Looking to upgrade for gaming

Nidalappp

Honorable
Dec 3, 2012
2
0
10,510
Hello,

I am currently looking to upgrade my pc for gaming and I need help knowing what should I upgrade next with a £350 budget.

Current specs:
i5 760 CPU
H55M Pro mobo
MSI 7950 Twin Frozr 3GB
8GB DDR3 Corsair Vengence RAM
Corsair TX750V2 PSU

Thanks.
 
Your pc looks pretty solid.. especially for gaming. So why do you want to upgrade again?

Theirs really not much I can suggest to you that will net you any significant gain.. unless you want to take the crossfire route and grab another 7950. But I would advise against doing any kind of crossfire since micro stuttering can be a real pain. That is assuming your mobo could do a crossfire setup, I haven't checked into it since your current setup seems good enough to run most games at 1080 res.
 
Don't waste your money on a 2nd HD 7950 with that board. The 2nd PCIe x16 slot is only x4 electrically. It will be a bandwidth bottle neck. Stay with one card.
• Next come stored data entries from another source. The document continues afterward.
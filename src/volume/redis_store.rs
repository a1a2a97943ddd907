use async_trait::async_trait;
use chrono::NaiveDate;
use redis::aio::MultiplexedConnection;
use redis::AsyncCommands;
use std::time::Duration;
use tokio::time::timeout;

use super::{volume_key, VolumeStore, VolumeStoreError};
use crate::models::Partner;

// ============================================================================
// Redis-backed Volume Store
// ============================================================================
//
// GET/INCR over one multiplexed connection. Every call carries its own
// timeout so a stalled Redis cannot pin a queue worker; callers treat any
// error here as "counter unavailable" and fail open.
//
// ============================================================================

pub struct RedisVolumeStore {
    conn: MultiplexedConnection,
    op_timeout: Duration,
}

impl RedisVolumeStore {
    pub async fn connect(url: &str, op_timeout: Duration) -> Result<Self, VolumeStoreError> {
        let client = redis::Client::open(url)?;
        let mut conn = timeout(op_timeout, client.get_multiplexed_async_connection())
            .await
            .map_err(|_| VolumeStoreError::Timeout(op_timeout))??;

        // Fail at startup rather than on the first order.
        let pong: String = timeout(op_timeout, redis::cmd("PING").query_async(&mut conn))
            .await
            .map_err(|_| VolumeStoreError::Timeout(op_timeout))??;
        tracing::debug!(response = %pong, "counter store connection verified");

        Ok(Self { conn, op_timeout })
    }
}

#[async_trait]
impl VolumeStore for RedisVolumeStore {
    async fn current(&self, partner: Partner, date: NaiveDate) -> Result<u64, VolumeStoreError> {
        let key = volume_key(partner, date);
        let mut conn = self.conn.clone();

        let value: Option<String> = timeout(self.op_timeout, conn.get(&key))
            .await
            .map_err(|_| VolumeStoreError::Timeout(self.op_timeout))??;

        match value {
            None => Ok(0),
            Some(raw) => raw
                .trim()
                .parse()
                .map_err(|_| VolumeStoreError::Malformed { key, value: raw }),
        }
    }

    async fn increment(&self, partner: Partner, date: NaiveDate) -> Result<u64, VolumeStoreError> {
        let key = volume_key(partner, date);
        let mut conn = self.conn.clone();

        let total: i64 = timeout(self.op_timeout, conn.incr(&key, 1))
            .await
            .map_err(|_| VolumeStoreError::Timeout(self.op_timeout))??;

        Ok(total.max(0) as u64)
    }
}
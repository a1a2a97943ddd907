use prometheus::{
    HistogramOpts, HistogramVec, IntCounter, IntCounterVec, IntGaugeVec, Opts, Registry,
};
use std::time::Duration;

use crate::models::{Partner, RouteReason};

// ============================================================================
// Metrics - Prometheus metrics for observability
// ============================================================================
//
// Covers the full job lifecycle:
// - Intake (orders enqueued)
// - Outcomes (completed per partner/reason, failed, retries)
// - Dispatch calls (attempts, latency, circuit state per partner)
// - Counter-store failures (the fail-open path is invisible otherwise)
//
// All metrics are registered with one registry and scraped via /metrics.
// ============================================================================

pub struct Metrics {
    registry: Registry,

    pub orders_enqueued: IntCounter,
    pub jobs_completed: IntCounterVec,
    pub jobs_failed: IntCounter,
    pub job_retries: IntCounter,
    pub capacity_fallbacks: IntCounter,

    pub dispatch_attempts: IntCounterVec,
    pub dispatch_duration: HistogramVec,
    pub circuit_state: IntGaugeVec,

    pub volume_store_errors: IntCounterVec,
}

impl Metrics {
    pub fn new() -> anyhow::Result<Self> {
        let registry = Registry::new();

        let orders_enqueued = IntCounter::new(
            "orders_enqueued_total",
            "Orders accepted into the routing queue",
        )?;
        registry.register(Box::new(orders_enqueued.clone()))?;

        let jobs_completed = IntCounterVec::new(
            Opts::new("jobs_completed_total", "Jobs dispatched successfully"),
            &["partner", "reason"],
        )?;
        registry.register(Box::new(jobs_completed.clone()))?;

        let jobs_failed = IntCounter::new(
            "jobs_failed_total",
            "Jobs that exhausted all dispatch attempts or failed permanently",
        )?;
        registry.register(Box::new(jobs_failed.clone()))?;

        let job_retries = IntCounter::new(
            "job_retries_total",
            "Dispatch attempts rescheduled after a retryable failure",
        )?;
        registry.register(Box::new(job_retries.clone()))?;

        let capacity_fallbacks = IntCounter::new(
            "capacity_fallback_total",
            "Orders rerouted because the preferred partner hit its daily cap",
        )?;
        registry.register(Box::new(capacity_fallbacks.clone()))?;

        let dispatch_attempts = IntCounterVec::new(
            Opts::new("dispatch_attempts_total", "Partner dispatch calls"),
            &["partner", "outcome"],
        )?;
        registry.register(Box::new(dispatch_attempts.clone()))?;

        let dispatch_duration = HistogramVec::new(
            HistogramOpts::new("dispatch_duration_seconds", "Partner dispatch call duration")
                .buckets(vec![0.01, 0.05, 0.1, 0.25, 0.5, 1.0, 2.5, 5.0, 10.0]),
            &["partner"],
        )?;
        registry.register(Box::new(dispatch_duration.clone()))?;

        let circuit_state = IntGaugeVec::new(
            Opts::new(
                "dispatch_circuit_state",
                "Partner circuit breaker state (0=Closed, 1=Open, 2=HalfOpen)",
            ),
            &["partner"],
        )?;
        registry.register(Box::new(circuit_state.clone()))?;

        let volume_store_errors = IntCounterVec::new(
            Opts::new(
                "volume_store_errors_total",
                "Counter-store operations that failed and fell open",
            ),
            &["operation"],
        )?;
        registry.register(Box::new(volume_store_errors.clone()))?;

        Ok(Self {
            registry,
            orders_enqueued,
            jobs_completed,
            jobs_failed,
            job_retries,
            capacity_fallbacks,
            dispatch_attempts,
            dispatch_duration,
            circuit_state,
            volume_store_errors,
        })
    }

    /// Registry handle for the /metrics exposition route.
    pub fn registry(&self) -> &Registry {
        &self.registry
    }

    pub fn record_completed(&self, partner: Partner, reason: RouteReason) {
        self.jobs_completed
            .with_label_values(&[partner.as_str(), reason.as_str()])
            .inc();
    }

    pub fn record_dispatch(&self, partner: Partner, elapsed: Duration, success: bool) {
        let outcome = if success { "success" } else { "failure" };
        self.dispatch_attempts
            .with_label_values(&[partner.as_str(), outcome])
            .inc();
        self.dispatch_duration
            .with_label_values(&[partner.as_str()])
            .observe(elapsed.as_secs_f64());
    }

    pub fn record_volume_store_error(&self, operation: &str) {
        self.volume_store_errors
            .with_label_values(&[operation])
            .inc();
    }

    pub fn set_circuit_state(&self, partner: Partner, code: u8) {
        self.circuit_state
            .with_label_values(&[partner.as_str()])
            .set(code as i64);
    }
}

#[cfg(test)]
mod tests {
    use super::*;

    #[test]
    fn test_metrics_creation() {
        let metrics = Metrics::new().unwrap();
        assert!(!metrics.registry.gather().is_empty());
    }

    #[test]
    fn test_record_completed() {
        let metrics = Metrics::new().unwrap();
        metrics.record_completed(Partner::F2, RouteReason::SingleItemDefault);
        metrics.record_completed(Partner::F1, RouteReason::CapacityFallback);

        let gathered = metrics.registry.gather();
        let completed = gathered
            .iter()
            .find(|m| m.name() == "jobs_completed_total")
            .unwrap();
        assert_eq!(completed.metric.len(), 2);
    }

    #[test]
    fn test_record_dispatch_outcomes() {
        let metrics = Metrics::new().unwrap();
        metrics.record_dispatch(Partner::F3, Duration::from_millis(50), true);
        metrics.record_dispatch(Partner::F3, Duration::from_millis(80), false);

        let gathered = metrics.registry.gather();
        let attempts = gathered
            .iter()
            .find(|m| m.name() == "dispatch_attempts_total")
            .unwrap();
        // One series per outcome label
        assert_eq!(attempts.metric.len(), 2);
    }

    #[test]
    fn test_circuit_state_gauge() {
        let metrics = Metrics::new().unwrap();
        metrics.set_circuit_state(Partner::FUs, 1);

        let gathered = metrics.registry.gather();
        let state = gathered
            .iter()
            .find(|m| m.name() == "dispatch_circuit_state")
            .unwrap();
        assert_eq!(state.metric[0].gauge.value, Some(1.0));
    }
}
Short of installing an i7 processor, you are about at max for gaming. Unless you are gaming on 3 hi-rez monitors, I don't see any need to get an HD 7970. The difference wouldn't be noticeable on a single 1920x1080 display.
 
Yes your system is very good now... if you feel slow ... you better clean up some program... add a SSD is the only I can suggest ... if you don't have one yet.
 
Thanks for the replys, the reason I was looking to upgrade is because the game I mostly play is WoW but with max settings im getting around 17-30 fps idle but when it comes to combat im dropping to 10-20. Even on mid settings I play with around 30 fps, is this normal?
 

If that's the case, you have other issues than the processor and/or graphics card. It sounds like you may have something slowing down your system. How much system memory do you have? What resolution is your display?

Install, use, and keep updated a good virus and malware program. I like Microsoft Securities Essentials for virus and Malwarebytes for malware.
http://windows.microsoft.com/en-US/windows/security-essentials-download
http://www.malwarebytes.org/

Do a good cleaning of your system's software by running CCleaner (do the Clean and Registry sections both). That will clean up junk files, resource wasting garbage, and registry errors.
http://www.piriform.com/ccleaner

You may want to uninstall the existing gfx driver and then run Driver Sweeper from safe mode. Have it remove any old AMD/ATI and Nvidia graphic driver remnants it finds in the registry. Re-boot and install the latest driver for your card and O/S.